(Stored items)
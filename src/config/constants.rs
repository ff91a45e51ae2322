//! # csvql Configuration Constants
//!
//! This module centralizes the constants shared between the condition
//! parser, the row matcher, the codec and the renderer. Constants that
//! depend on each other are co-located.
//!
//! ## Dependency Graph
//!
//! ```text
//! CONDITION_OPERATORS (>=, <=, !=, =, >, <)
//!       │
//!       └─> Two-character operators MUST precede their one-character
//!           prefixes, otherwise "age >= 30" splits on '>' and the
//!           literal becomes "= 30".
//!
//! SIGNATURE_SEPARATOR (U+001F)
//!       │
//!       ├─> DISTINCT row keys
//!       └─> Signature row matching for UPDATE/DELETE
//!             Must not be a character that appears in ordinary CSV data,
//!             otherwise ("a\x1fb", "c") and ("a", "b\x1fc") collide.
//!
//! DEFAULT_DELIMITER (',')
//!       │
//!       └─> RAW_FIELD_SEPARATOR (used by --raw output, always ',')
//! ```
//!
//! ## Usage
//!
//! ```ignore
//! use crate::config::{CONDITION_OPERATORS, SIGNATURE_SEPARATOR};
//! ```

// ============================================================================
// CONDITION PARSING
// ============================================================================

/// Comparison operators in scan order. The first operator found anywhere in
/// the condition text wins.
pub const CONDITION_OPERATORS: [&str; 6] = [">=", "<=", "!=", "=", ">", "<"];

/// Quote characters stripped (one layer) from literals and assignment values.
pub const QUOTE_CHARS: [char; 2] = ['\'', '"'];

const _: () = assert!(
    CONDITION_OPERATORS[0].len() == 2
        && CONDITION_OPERATORS[1].len() == 2
        && CONDITION_OPERATORS[2].len() == 2,
    "two-character operators must be scanned before one-character ones"
);

// ============================================================================
// ROW IDENTITY
// ============================================================================

/// Separator placed between cells when building a row signature.
pub const SIGNATURE_SEPARATOR: char = '\u{1F}';

// ============================================================================
// CODEC
// ============================================================================

/// Field delimiter used when none is configured.
pub const DEFAULT_DELIMITER: u8 = b',';

/// Separator between values in `--raw` output.
pub const RAW_FIELD_SEPARATOR: &str = ",";

// ============================================================================
// RENDERING
// ============================================================================

/// Widest a rendered column may grow before values are truncated with "...".
pub const MAX_COLUMN_WIDTH: usize = 50;

/// Placeholder printed for an aggregate with no value (MIN/MAX over no rows).
pub const NULL_DISPLAY: &str = "NULL";

// ============================================================================
// ENVIRONMENT
// ============================================================================

/// Environment variable holding the tracing filter directive.
pub const LOG_ENV_VAR: &str = "CSVQL_LOG";

/// Filter used when `CSVQL_LOG` is unset or invalid.
pub const DEFAULT_LOG_FILTER: &str = "warn";

/// Environment variable that supplies `--file` when the flag is omitted.
pub const FILE_ENV_VAR: &str = "CSVQL_FILE";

WORK TASK ::
Only lines that contain "before" are needed, so copy each of them from the data.

ANSWER ::
    "two-character operators must be scanned before one-character ones"
/// Widest a rendered column may grow before values are truncated with "...".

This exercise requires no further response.